URL rewriting is not working

This is a second one that’s not mentioned in the tutorial, and even the CakePHP’s article on this particular topic didn’t have the correct solution. This took me hours to track down, and the reason why is because there are actually two steps that need to be done, and no one webpage contained them both as part of a single solution.
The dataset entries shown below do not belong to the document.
use std::collections::HashMap;

use futures_util::StreamExt;
use log::{debug, warn};
use redis::aio::ConnectionManager;
use serde_json::{Map, Value};
use tokio::{sync::watch, task::JoinHandle};

use super::{ConditionalWrite, DocumentStore, Subscription, Versioned};
use crate::{
    errors::RepoError,
    keys::{KeyContext, StorePath},
    runtime::{commands::CommitCommand, executor::execute_commit},
};

/// Redis-backed document store.
///
/// Each document is a JSON string stored as one field of the hash named after its parent path,
/// so reading a user's posts is a single `HGETALL`. Versions sit in a parallel hash and every
/// write goes through the batch commit script, which also publishes the written paths for
/// subscribers. Reads of a path return its own document or, failing that, its direct children.
#[derive(Clone)]
pub struct RedisStore {
    client: redis::Client,
    conn: ConnectionManager,
    prefix: String,
}

impl RedisStore {
    pub async fn connect(url: &str, prefix: impl Into<String>) -> Result<Self, RepoError> {
        let client = redis::Client::open(url)?;
        let conn = ConnectionManager::new(client.clone()).await?;
        Ok(Self {
            client,
            conn,
            prefix: prefix.into(),
        })
    }

    pub fn prefix(&self) -> &str {
        &self.prefix
    }

    fn keys(&self) -> KeyContext<'_> {
        KeyContext::new(&self.prefix)
    }

    fn channel(&self) -> String {
        format!("{}:__changes", self.prefix)
    }

    async fn read(&self, path: &StorePath) -> Result<Versioned, RepoError> {
        let keys = self.keys();
        let (hash, versions, field) = keys.document(path);
        let mut conn = self.conn.clone();
        let (document, version, children): (Option<String>, Option<u64>, HashMap<String, String>) = redis::pipe()
            .atomic()
            .hget(&hash, &field)
            .hget(&versions, &field)
            .hgetall(keys.hash_key(Some(path)))
            .query_async(&mut conn)
            .await?;

        let value = match document {
            Some(raw) => Some(serde_json::from_str(&raw).map_err(|err| RepoError::corrupt(&path.to_string(), err))?),
            None if children.is_empty() => None,
            None => {
                let mut object = Map::new();
                for (child, raw) in children {
                    let value = serde_json::from_str(&raw)
                        .map_err(|err| RepoError::corrupt(&format!("{path}/{child}"), err))?;
                    object.insert(child, value);
                }
                Some(Value::Object(object))
            }
        };
        Ok(Versioned {
            value,
            version: version.unwrap_or_default(),
        })
    }
}

struct AbortOnDrop(JoinHandle<()>);

impl Drop for AbortOnDrop {
    fn drop(&mut self) {
        self.0.abort();
    }
}

impl DocumentStore for RedisStore {
    async fn get(&self, path: &StorePath) -> Result<Option<Value>, RepoError> {
        Ok(self.read(path).await?.value)
    }

    async fn set(&self, path: &StorePath, value: Value) -> Result<(), RepoError> {
        let write = if value.is_null() {
            ConditionalWrite::delete(path.clone(), None)
        } else {
            ConditionalWrite::put(path.clone(), value, None)
        };
        self.commit(vec![write]).await.map(|_| ())
    }

    async fn get_versioned(&self, path: &StorePath) -> Result<Versioned, RepoError> {
        self.read(path).await
    }

    async fn commit(&self, writes: Vec<ConditionalWrite>) -> Result<Vec<u64>, RepoError> {
        if writes.is_empty() {
            return Ok(Vec::new());
        }
        let command = CommitCommand::build(&self.keys(), self.channel(), &writes)?;
        let mut conn = self.conn.clone();
        let versions = execute_commit(&mut conn, &command).await?;
        debug!("redis commit of {} path(s) -> {versions:?}", writes.len());
        Ok(versions)
    }

    async fn subscribe(&self, path: &StorePath) -> Result<Subscription, RepoError> {
        let mut pubsub = self.client.get_async_pubsub().await?;
        pubsub.subscribe(self.channel()).await?;
        // Subscribed before the snapshot so no write between the two is missed.
        let initial = self.get(path).await?;
        let (sender, receiver) = watch::channel(initial);

        let store = self.clone();
        let watched = path.clone();
        let task = tokio::spawn(async move {
            let mut messages = pubsub.into_on_message();
            while let Some(message) = messages.next().await {
                if sender.is_closed() {
                    break;
                }
                let Ok(raw) = message.get_payload::<String>() else {
                    continue;
                };
                let Ok(changed) = StorePath::parse(&raw) else {
                    continue;
                };
                if !changed.overlaps(&watched) {
                    continue;
                }
                match store.get(&watched).await {
                    Ok(value) => {
                        sender.send_replace(value);
                    }
                    Err(err) => {
                        warn!("watch on {watched} stopped: {err}");
                        break;
                    }
                }
            }
        });

        Ok(Subscription::new(path.clone(), receiver, Box::new(AbortOnDrop(task))))
    }
}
This first step I got from a source that I don’t remember, unfortunately. Run this command in the terminal: sudo a2enmod rewrite

The second step is to do some file editing. I got this one from a DigitalOcean message board. You’ll need to open apache2.conf. If you’re using a GUI, you can open this up with any text editor you want as long as you have su privileges. If you’re on a terminal, I like to use Vim, so I open it with sudo vim /etc/apache2/apache2.conf. If you want something easier to use than Vim, I hear Nano is easy to use (though I’ve never used it myself), so this should open it: sudo nano /etc/apache2/apache2.conf.

You’ll then want to find an XML-ish looking block that looks like this:

<Directory /var/www/>
        Options Indexes FollowSymLinks
        AllowOverride None
        Require all granted
</Directory>

And you’ll want to change the AllowOverride None to AllowOverride All.

When that’s done, you’ll want to restart Apache with sudo service apache2 restart.

This was all that I needed to get CakePHP running smoothly on an Ubuntu Server 16.04 VM using Apache. I can’t really guarantee that it’ll work for you, but I can say that it worked for me.